* **ASSIGNMENT**
Find the line in the entries below that contains "filename src/feed/registry.rs". Repeat it exactly, and every line after it through the line that contains "host, private address)".

* **DATASET RECORDS**
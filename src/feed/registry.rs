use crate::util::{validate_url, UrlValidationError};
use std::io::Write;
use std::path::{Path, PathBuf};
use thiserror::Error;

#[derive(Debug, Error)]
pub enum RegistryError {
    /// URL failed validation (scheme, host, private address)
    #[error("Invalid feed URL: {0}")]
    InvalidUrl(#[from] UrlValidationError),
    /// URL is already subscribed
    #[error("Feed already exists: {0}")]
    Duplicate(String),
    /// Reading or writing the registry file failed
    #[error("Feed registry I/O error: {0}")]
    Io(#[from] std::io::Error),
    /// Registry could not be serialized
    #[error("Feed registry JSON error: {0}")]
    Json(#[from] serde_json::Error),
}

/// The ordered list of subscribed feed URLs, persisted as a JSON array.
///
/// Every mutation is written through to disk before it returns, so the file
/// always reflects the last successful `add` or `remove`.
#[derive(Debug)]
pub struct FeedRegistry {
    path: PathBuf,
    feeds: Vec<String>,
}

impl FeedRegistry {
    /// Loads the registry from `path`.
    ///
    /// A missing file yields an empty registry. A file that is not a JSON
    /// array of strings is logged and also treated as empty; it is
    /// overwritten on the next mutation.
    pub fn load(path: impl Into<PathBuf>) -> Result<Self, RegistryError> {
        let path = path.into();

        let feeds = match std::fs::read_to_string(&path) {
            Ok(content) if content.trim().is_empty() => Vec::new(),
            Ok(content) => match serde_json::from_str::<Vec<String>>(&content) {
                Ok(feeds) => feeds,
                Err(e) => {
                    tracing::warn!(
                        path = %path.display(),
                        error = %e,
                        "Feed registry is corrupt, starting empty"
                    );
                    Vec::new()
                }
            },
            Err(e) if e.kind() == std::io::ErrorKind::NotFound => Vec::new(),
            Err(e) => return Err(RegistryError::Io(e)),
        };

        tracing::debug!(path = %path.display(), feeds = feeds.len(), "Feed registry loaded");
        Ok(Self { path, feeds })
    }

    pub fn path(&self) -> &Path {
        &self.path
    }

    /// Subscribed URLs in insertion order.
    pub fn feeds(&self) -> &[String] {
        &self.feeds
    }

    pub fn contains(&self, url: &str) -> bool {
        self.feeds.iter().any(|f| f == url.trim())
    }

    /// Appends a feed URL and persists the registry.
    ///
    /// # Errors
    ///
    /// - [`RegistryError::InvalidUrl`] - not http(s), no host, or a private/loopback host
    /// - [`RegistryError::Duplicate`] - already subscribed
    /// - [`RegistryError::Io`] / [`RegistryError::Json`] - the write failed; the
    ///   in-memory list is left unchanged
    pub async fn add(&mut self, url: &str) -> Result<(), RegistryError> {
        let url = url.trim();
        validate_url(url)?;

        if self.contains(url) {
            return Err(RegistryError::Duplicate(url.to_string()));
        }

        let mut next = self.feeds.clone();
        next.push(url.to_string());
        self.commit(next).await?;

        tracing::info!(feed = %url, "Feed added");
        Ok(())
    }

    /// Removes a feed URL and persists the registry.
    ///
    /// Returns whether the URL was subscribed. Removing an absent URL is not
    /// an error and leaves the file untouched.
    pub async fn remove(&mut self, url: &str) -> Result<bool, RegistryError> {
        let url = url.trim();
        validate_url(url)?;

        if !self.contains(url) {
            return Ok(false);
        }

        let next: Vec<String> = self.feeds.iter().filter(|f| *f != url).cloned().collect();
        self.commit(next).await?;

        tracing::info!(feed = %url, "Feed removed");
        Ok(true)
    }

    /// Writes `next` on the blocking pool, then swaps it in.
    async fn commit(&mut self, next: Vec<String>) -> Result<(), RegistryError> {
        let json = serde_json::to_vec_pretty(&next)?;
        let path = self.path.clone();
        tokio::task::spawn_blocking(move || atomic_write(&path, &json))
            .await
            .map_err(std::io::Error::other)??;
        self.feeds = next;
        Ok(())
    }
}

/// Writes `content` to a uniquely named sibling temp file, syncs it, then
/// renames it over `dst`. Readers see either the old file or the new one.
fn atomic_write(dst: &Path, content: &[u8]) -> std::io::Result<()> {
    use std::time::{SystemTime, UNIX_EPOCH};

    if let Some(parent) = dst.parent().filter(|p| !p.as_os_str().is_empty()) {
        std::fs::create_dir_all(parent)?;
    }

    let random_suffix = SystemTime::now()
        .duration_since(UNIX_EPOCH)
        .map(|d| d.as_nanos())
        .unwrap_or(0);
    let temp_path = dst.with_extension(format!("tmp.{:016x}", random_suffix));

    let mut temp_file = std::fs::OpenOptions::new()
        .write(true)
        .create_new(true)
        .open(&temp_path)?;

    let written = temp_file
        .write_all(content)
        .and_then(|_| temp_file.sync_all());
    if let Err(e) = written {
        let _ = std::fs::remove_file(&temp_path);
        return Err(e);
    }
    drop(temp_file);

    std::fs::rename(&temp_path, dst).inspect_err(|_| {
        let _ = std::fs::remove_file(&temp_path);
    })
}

--

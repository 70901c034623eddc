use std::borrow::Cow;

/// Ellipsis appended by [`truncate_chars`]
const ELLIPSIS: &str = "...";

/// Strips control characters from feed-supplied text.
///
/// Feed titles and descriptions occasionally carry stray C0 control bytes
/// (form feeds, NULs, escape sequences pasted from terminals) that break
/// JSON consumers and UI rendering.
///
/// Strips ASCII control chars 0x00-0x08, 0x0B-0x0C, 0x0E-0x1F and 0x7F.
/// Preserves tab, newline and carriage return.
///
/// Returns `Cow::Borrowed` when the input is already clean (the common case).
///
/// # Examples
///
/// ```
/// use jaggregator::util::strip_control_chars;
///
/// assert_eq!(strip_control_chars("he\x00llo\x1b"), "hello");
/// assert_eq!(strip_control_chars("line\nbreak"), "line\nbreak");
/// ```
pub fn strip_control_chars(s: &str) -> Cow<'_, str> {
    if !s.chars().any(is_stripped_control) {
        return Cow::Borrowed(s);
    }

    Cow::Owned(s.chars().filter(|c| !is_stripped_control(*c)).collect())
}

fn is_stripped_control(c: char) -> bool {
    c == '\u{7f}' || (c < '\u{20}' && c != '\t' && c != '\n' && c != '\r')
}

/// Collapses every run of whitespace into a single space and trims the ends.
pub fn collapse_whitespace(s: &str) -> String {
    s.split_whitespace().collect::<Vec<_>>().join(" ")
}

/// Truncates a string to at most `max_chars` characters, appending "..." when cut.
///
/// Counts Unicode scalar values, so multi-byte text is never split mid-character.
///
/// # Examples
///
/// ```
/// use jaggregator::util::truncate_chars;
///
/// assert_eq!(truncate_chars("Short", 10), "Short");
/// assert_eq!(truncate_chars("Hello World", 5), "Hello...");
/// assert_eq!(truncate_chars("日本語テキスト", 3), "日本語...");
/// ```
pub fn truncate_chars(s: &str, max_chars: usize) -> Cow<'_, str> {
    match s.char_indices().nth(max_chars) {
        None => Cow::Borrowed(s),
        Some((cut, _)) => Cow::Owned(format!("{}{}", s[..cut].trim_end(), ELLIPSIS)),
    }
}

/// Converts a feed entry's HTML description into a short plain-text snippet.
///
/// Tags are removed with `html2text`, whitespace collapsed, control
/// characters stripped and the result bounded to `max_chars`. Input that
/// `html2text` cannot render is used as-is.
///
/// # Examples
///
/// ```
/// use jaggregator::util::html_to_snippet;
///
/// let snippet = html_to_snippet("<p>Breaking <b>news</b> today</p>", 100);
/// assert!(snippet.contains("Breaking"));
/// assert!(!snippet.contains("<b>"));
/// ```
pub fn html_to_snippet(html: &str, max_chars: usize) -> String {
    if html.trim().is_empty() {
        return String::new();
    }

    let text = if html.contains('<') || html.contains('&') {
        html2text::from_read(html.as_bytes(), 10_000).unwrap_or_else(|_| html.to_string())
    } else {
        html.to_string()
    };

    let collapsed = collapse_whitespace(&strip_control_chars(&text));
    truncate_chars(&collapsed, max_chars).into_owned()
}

* **SOLUTION TO THIS PROBLEM**
filename src/feed/registry.rs
use crate::util::{validate_url, UrlValidationError};
use std::io::Write;
use std::path::{Path, PathBuf};
use thiserror::Error;

#[derive(Debug, Error)]
pub enum RegistryError {
    /// URL failed validation (scheme, host, private address)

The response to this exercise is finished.